== Segment start ==

//! Transformation types and traits.

use serde::{Deserialize, Serialize};

use crate::point::Point;

/// A rigid transformation: an optional reflection across the x-axis,
/// followed by a counterclockwise rotation about the origin,
/// followed by a translation.
///
/// Rotations by arbitrary angles are stored as a real-valued matrix.
#[derive(Debug, Clone, Copy, PartialEq, Serialize, Deserialize)]
pub struct Transformation {
    /// The transformation matrix.
    pub(crate) a: [[f64; 2]; 2],
    /// The x-y translation applied after the transformation.
    pub(crate) b: Point,
}

impl Default for Transformation {
    fn default() -> Self {
        Self::identity()
    }
}

impl Transformation {
    /// Returns the identity transform, leaving any transformed object unmodified.
    pub fn identity() -> Self {
        Self {
            a: [[1., 0.], [0., 1.]],
            b: Point::zero(),
        }
    }

    /// Returns a translation by `(x,y)`.
    pub fn translate(x: f64, y: f64) -> Self {
        Self {
            a: [[1., 0.], [0., 1.]],
            b: Point::new(x, y),
        }
    }

    /// Returns a counterclockwise rotation by `angle` degrees about the origin.
    ///
    /// Multiples of 90 degrees produce exact matrices.
    pub fn rotate(angle: f64) -> Self {
        let (sin, cos) = exact_sin_cos(angle);
        Self {
            a: [[cos, -sin], [sin, cos]],
            b: Point::zero(),
        }
    }

    /// Returns a reflection about the x-axis.
    pub fn reflect_vert() -> Self {
        Self {
            a: [[1., 0.], [0., -1.]],
            b: Point::zero(),
        }
    }

    /// Create a new [`Transformation`] that applies `first`, then `second`.
    ///
    /// Note this operation *is not* commutative.
    pub fn cascade(first: Transformation, second: Transformation) -> Self {
        let a = matmul(&second.a, &first.a);
        let b = second.apply(first.b);
        Self { a, b }
    }

    /// The translation applied by this transformation.
    #[inline]
    pub fn offset_point(&self) -> Point {
        self.b
    }

    /// Applies this transformation to a single point.
    #[inline]
    pub fn apply(&self, p: Point) -> Point {
        Point::new(
            self.a[0][0] * p.x + self.a[0][1] * p.y + self.b.x,
            self.a[1][0] * p.x + self.a[1][1] * p.y + self.b.y,
        )
    }
}

/// Sine and cosine of an angle in degrees, exact at multiples of 90 degrees.
pub(crate) fn exact_sin_cos(angle: f64) -> (f64, f64) {
    let wrapped = crate::wrap_angle(angle);
    if wrapped == 0. {
        (0., 1.)
    } else if wrapped == 90. {
        (1., 0.)
    } else if wrapped == 180. {
        (0., -1.)
    } else if wrapped == 270. {
        (-1., 0.)
    } else {
        angle.to_radians().sin_cos()
    }
}

/// Multiplies two 2x2 matrices.
fn matmul(a: &[[f64; 2]; 2], b: &[[f64; 2]; 2]) -> [[f64; 2]; 2] {
    [
        [
            a[0][0] * b[0][0] + a[0][1] * b[1][0],
            a[0][0] * b[0][1] + a[0][1] * b[1][1],
        ],
        [
            a[1][0] * b[0][0] + a[1][1] * b[1][0],
            a[1][0] * b[0][1] + a[1][1] * b[1][1],
        ],
    ]
}

/// A trait for specifying how an object is changed by a [`Transformation`].
pub trait TransformMut {
    /// Applies matrix-vector [`Transformation`] `trans`.
    fn transform_mut(&mut self, trans: Transformation);
}

impl<T: TransformMut> TransformMut for Vec<T> {
    fn transform_mut(&mut self, trans: Transformation) {
        for i in self.iter_mut() {
            i.transform_mut(trans);
        }
    }
}

impl<T: TransformMut> TransformMut for Option<T> {
    fn transform_mut(&mut self, trans: Transformation) {
        if let Some(inner) = self.as_mut() {
            inner.transform_mut(trans);
        }
    }
}

/// A trait for specifying how an object is changed by a [`Transformation`].
///
/// Takes in an owned copy of the shape and returns the transformed version.
pub trait Transform: TransformMut + Sized {
    /// Applies matrix-vector [`Transformation`] `trans`.
    ///
    /// Creates a new shape at a location equal to the transformation of the original.
    #[inline]
    fn transform(mut self, trans: Transformation) -> Self {
        self.transform_mut(trans);
        self
    }
}

impl<T: TransformMut + Sized> Transform for T {}

/// A trait for specifying how a shape is translated by a [`Point`].
pub trait TranslateMut {
    /// Translates the shape by a [`Point`] through mutation.
    fn translate_mut(&mut self, p: Point);
}

impl<T: TranslateMut> TranslateMut for Vec<T> {
    fn translate_mut(&mut self, p: Point) {
        for i in self.iter_mut() {
            i.translate_mut(p);
        }
    }
}

impl<T: TranslateMut> TranslateMut for Option<T> {
    fn translate_mut(&mut self, p: Point) {
        if let Some(inner) = self.as_mut() {
            inner.translate_mut(p);
        }
    }
}

/// A trait for specifying how a shape is translated by a [`Point`].
///
/// Takes in an owned copy of the shape and returns the translated version.
pub trait Translate: TranslateMut + Sized {
    /// Translates the shape by a [`Point`] through mutation.
    ///
    /// Creates a new shape at a location equal to the translation of the original.
    fn translate(mut self, p: Point) -> Self {
        self.translate_mut(p);
        self
    }
}

impl<T: TranslateMut + Sized> Translate for T {}
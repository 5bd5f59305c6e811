//! Layout intermediate representation for photonic components.
//!
//! A [`Component`] owns a list of layered polygons and a map of named [`Port`]s.

pub mod port;


use std::fmt::Display;

use arcstr::ArcStr;
use geometry::prelude::Polygon;
use indexmap::IndexMap;
use serde::{Deserialize, Serialize};

pub use crate::port::{ParsePortTypeError, Port, PortType};

/// A fabrication mask layer, identified by a `(layer, datatype)` pair.
#[derive(Debug, Clone, Copy, Eq, PartialEq, Ord, PartialOrd, Hash, Serialize, Deserialize)]
pub struct Layer(pub u16, pub u16);

impl Layer {
    /// Creates a new layer.
    #[inline]
    pub const fn new(layer: u16, datatype: u16) -> Self {
        Self(layer, datatype)
    }

    /// The layer number.
    #[inline]
    pub const fn layer(&self) -> u16 {
        self.0
    }

    /// The datatype.
    #[inline]
    pub const fn datatype(&self) -> u16 {
        self.1
    }
}

/// A bare layer number has datatype 0.
impl From<u16> for Layer {
    fn from(value: u16) -> Self {
        Self(value, 0)
    }
}

impl From<(u16, u16)> for Layer {
    fn from(value: (u16, u16)) -> Self {
        Self(value.0, value.1)
    }
}

impl Display for Layer {
    fn fmt(&self, f: &mut std::fmt::Formatter<'_>) -> std::fmt::Result {
        write!(f, "{}/{}", self.0, self.1)
    }
}

/// A primitive layout shape consisting of a layer and a polygon.
#[derive(Debug, Clone, PartialEq, Serialize, Deserialize)]
pub struct Shape {
    layer: Layer,
    polygon: Polygon,
}

impl Shape {
    #[inline]
    pub fn new(layer: impl Into<Layer>, polygon: Polygon) -> Self {
        Self {
            layer: layer.into(),
            polygon,
        }
    }

    #[inline]
    pub fn layer(&self) -> Layer {
        self.layer
    }

    #[inline]
    pub fn polygon(&self) -> &Polygon {
        &self.polygon
    }
}

/// A named collection of layered polygons and ports.
///
/// Polygons keep the order in which they were added. Ports are keyed by name.
#[derive(Debug, Clone, PartialEq, Serialize, Deserialize)]
pub struct Component {
    name: ArcStr,
    shapes: Vec<Shape>,
    ports: IndexMap<ArcStr, Port>,
}

impl Component {
    pub fn new(name: impl Into<ArcStr>) -> Self {
        Self {
            name: name.into(),
            shapes: Default::default(),
            ports: Default::default(),
        }
    }

    /// The name of the component.
    #[inline]
    pub fn name(&self) -> &ArcStr {
        &self.name
    }

    /// Renames the component.
    ///
    /// Ports that referred to the old name as their parent are updated.
    pub fn set_name(&mut self, name: impl Into<ArcStr>) {
        let name = name.into();
        for port in self.ports.values_mut() {
            if port.parent() == Some(&self.name) {
                port.set_parent(name.clone());
            }
        }
        self.name = name;
    }

    /// Adds a polygon on the given layer.
    pub fn add_polygon(&mut self, layer: impl Into<Layer>, polygon: Polygon) {
        self.shapes.push(Shape::new(layer, polygon));
    }

    /// Iterate over the shapes of this component, in insertion order.
    #[inline]
    pub fn shapes(&self) -> impl Iterator<Item = &Shape> {
        self.shapes.iter()
    }

    /// Iterate over the polygons drawn on `layer`.
    pub fn polygons_on(&self, layer: impl Into<Layer>) -> impl Iterator<Item = &Polygon> {
        let layer = layer.into();
        self.shapes
            .iter()
            .filter(move |shape| shape.layer == layer)
            .map(|shape| &shape.polygon)
    }

    /// Iterate over the ports of this component.
    #[inline]
    pub fn ports(&self) -> impl Iterator<Item = (&ArcStr, &Port)> {
        self.ports.iter()
    }

    /// The port map of this component.
    #[inline]
    pub fn port_map(&self) -> &IndexMap<ArcStr, Port> {
        &self.ports
    }

    /// The number of ports on this component.
    #[inline]
    pub fn num_ports(&self) -> usize {
        self.ports.len()
    }

    /// Adds a port, keyed by its name.
    ///
    /// Returns the port previously stored under the same name, if any.
    pub fn add_port(&mut self, port: Port) -> Option<Port> {
        let replaced = self.ports.insert(port.name().clone(), port);
        if let Some(ref old) = replaced {
            tracing::warn!(component = %self.name, port = %old.name(), "replacing existing port");
        }
        replaced
    }

    /// Get a port of this component by name.
    ///
    /// # Panics
    ///
    /// Panics if the provided port does not exist.
    #[inline]
    pub fn port(&self, name: &str) -> &Port {
        match self.try_port(name) {
            Some(port) => port,
            None => {
                tracing::error!("no port named `{}` on component `{}`", name, self.name);
                panic!("no port named `{}` on component `{}`", name, self.name);
            }
        }
    }

    /// Get a port of this component by name.
    #[inline]
    pub fn try_port(&self, name: &str) -> Option<&Port> {
        self.ports.get(name)
    }

    /// Replaces the entire port map.
    ///
    /// Callers are responsible for keeping every key equal to its port's name.
    pub fn set_ports(&mut self, ports: IndexMap<ArcStr, Port>) {
        debug_assert!(ports.iter().all(|(name, port)| name == port.name()));
        self.ports = ports;
    }
}
//! A content-addressed cache for naming generated layout objects.
//!
//! Keys are serialized with flexbuffers and hashed with SHA-256, so two keys
//! that serialize to the same bytes always map to the same name. The in-memory
//! [`mem::NameCache`] remembers every name it hands out for the lifetime of the process.
#![warn(missing_docs)]

use serde::Serialize;
use sha2::{Digest, Sha256};

pub mod error;
pub mod mem;
#[cfg(test)]
pub(crate) mod tests;

/// Number of digest bytes rendered into a generated name.
pub const NAME_DIGEST_LEN: usize = 8;

/// Hashes the given bytes with SHA-256.
pub fn hash(val: &[u8]) -> Vec<u8> {
    let mut hasher = Sha256::new();
    hasher.update(val);
    hasher.finalize()[..].into()
}

/// Serializes `key` with flexbuffers and hashes the result.
pub fn hash_key<K: Serialize + ?Sized>(key: &K) -> error::Result<Vec<u8>> {
    let bytes = flexbuffers::to_vec(key)?;
    Ok(hash(&bytes))
}

/// Renders the first [`NAME_DIGEST_LEN`] bytes of `digest` as lowercase hex.
pub fn hex_digest(digest: &[u8]) -> String {
    hex::encode(&digest[..digest.len().min(NAME_DIGEST_LEN)])
}
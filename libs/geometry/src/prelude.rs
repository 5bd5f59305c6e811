//! An import prelude that re-exports commonly used items.

pub use crate::compass::Compass;
pub use crate::point::Point;
pub use crate::polygon::Polygon;
pub use crate::polyline;
pub use crate::simplify::douglas_peucker;
pub use crate::transform::{Transform, TransformMut, Transformation, Translate, TranslateMut};
pub use crate::{shortest_turn, wrap_angle};
//! Splitting a polynomial equation `P = 0` into a little-endian sequence of
//! digit equations over 2-adic coefficient boundaries.
//!
//! At each boundary `b` the low digit satisfies `low = 2^b * k` for the
//! outgoing carry `k` whenever the whole equation holds. A carry interval of
//! `{0}` cuts for free; otherwise a fresh unsigned carry register is
//! allocated (negative carries are offset-shifted) and filled by the ring
//! computation `offset - high`, which equals the true carry on every
//! satisfying row and uses no field-specific constants, so it survives
//! concretization. The conjunction of the digit equations is equivalent to
//! `P = 0` on any row where registers obey their widths: the digits
//! telescope back to `P`.

use airlift_mir::{
    field,
    poly::{AccessKey, Poly},
    Expr, FieldConfig, Logical, ValueRange,
};
use num_bigint::BigInt;
use num_traits::{Signed, Zero};
use p3_field::PrimeField;

use crate::vanishing::SplitContext;

/// One digit equation, already rendered as `lhs = rhs` with both sides
/// nonnegative.
pub(crate) struct Digit<F> {
    pub lhs: Expr<F>,
    pub rhs: Expr<F>,
}

/// Splits `poly = 0` into digit equations, allocating carries through
/// `context` under the given path condition.
pub(crate) fn split<F: PrimeField>(
    poly: Poly,
    config: &FieldConfig,
    context: &mut SplitContext<F>,
    path: &Option<Logical<F>>,
) -> Vec<Digit<F>> {
    let mut digits = Vec::new();
    let mut current = poly;
    loop {
        if current.is_zero() {
            break;
        }
        // Normalise out the common power of two.
        let common = current.min_valuation().unwrap_or(0);
        if common > 0 {
            current = current.divide_pow2(common);
        }
        let boundary = match current.next_valuation_above(0) {
            None => {
                // A single digit remains.
                check_bandwidth(&current.value_range(&context.widths[..]), config);
                digits.push(render(&current));
                break;
            }
            Some(boundary) => boundary,
        };
        let (low, high) = current.partition_at(boundary);
        let low_range = low.value_range(&context.widths[..]);
        let (carry_lo, carry_hi) = low_range.carry_interval(boundary as usize);
        if carry_lo.is_zero() && carry_hi.is_zero() {
            // The carry vanishes on every well-typed row: a free cut.
            check_bandwidth(&low_range, config);
            digits.push(render(&low));
            current = high;
            continue;
        }
        // Shift the carry to be unsigned: k' = k + offset >= 0.
        let offset = if carry_lo.is_negative() {
            -&carry_lo
        } else {
            BigInt::zero()
        };
        let carry_max = &carry_hi + &offset;
        let width = field::bits(carry_max.magnitude()).max(1);
        // On satisfying rows high + k' - offset = 0, so the carry column is
        // filled with offset - high.
        let computation: Expr<F> = Poly::constant(offset.clone()).sub(&high).to_expr();
        let carry = context.allocate_carry(width, computation, path);

        // Digit equation: low + 2^boundary * offset = 2^boundary * k'.
        let carry_key = AccessKey {
            register: carry,
            bitwidth: width,
            mask: width,
            shift: 0,
        };
        let carry_poly = Poly::var(carry_key);
        let weight = BigInt::from(1) << boundary;
        let digit = low
            .add(&Poly::constant(&offset * &weight))
            .sub(&carry_poly.scale(&weight));
        check_bandwidth(&digit.value_range(&context.widths[..]), config);
        digits.push(render(&digit));

        // Remaining equation: high + k' - offset = 0.
        current = high.add(&carry_poly).sub(&Poly::constant(offset));
    }
    digits
}

fn render<F: PrimeField>(poly: &Poly) -> Digit<F> {
    let (lhs, rhs) = poly.to_equation_sides::<F>();
    Digit {
        lhs,
        rhs: rhs.unwrap_or_else(Expr::zero),
    }
}

fn check_bandwidth(range: &ValueRange, config: &FieldConfig) {
    let needed = range
        .magnitude_bits()
        .expect("digit equation over unbounded registers");
    assert!(
        needed <= config.bandwidth,
        "incompatible bitwidths ({needed} vs {})",
        config.bandwidth
    );
}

== Segment end ==

* **ABOUT THIS TASK**
Begin at the first line of the records above and restate each line word for word, stopping after the line with "pub fn identity()".

* **WRITTEN RESPONSE**
//! Transformation types and traits.

use serde::{Deserialize, Serialize};

use crate::point::Point;

/// A rigid transformation: an optional reflection across the x-axis,
/// followed by a counterclockwise rotation about the origin,
/// followed by a translation.
///
/// Rotations by arbitrary angles are stored as a real-valued matrix.
#[derive(Debug, Clone, Copy, PartialEq, Serialize, Deserialize)]
pub struct Transformation {
    /// The transformation matrix.
    pub(crate) a: [[f64; 2]; 2],
    /// The x-y translation applied after the transformation.
    pub(crate) b: Point,
}

impl Default for Transformation {
    fn default() -> Self {
        Self::identity()
    }
}

impl Transformation {
    /// Returns the identity transform, leaving any transformed object unmodified.
    pub fn identity() -> Self {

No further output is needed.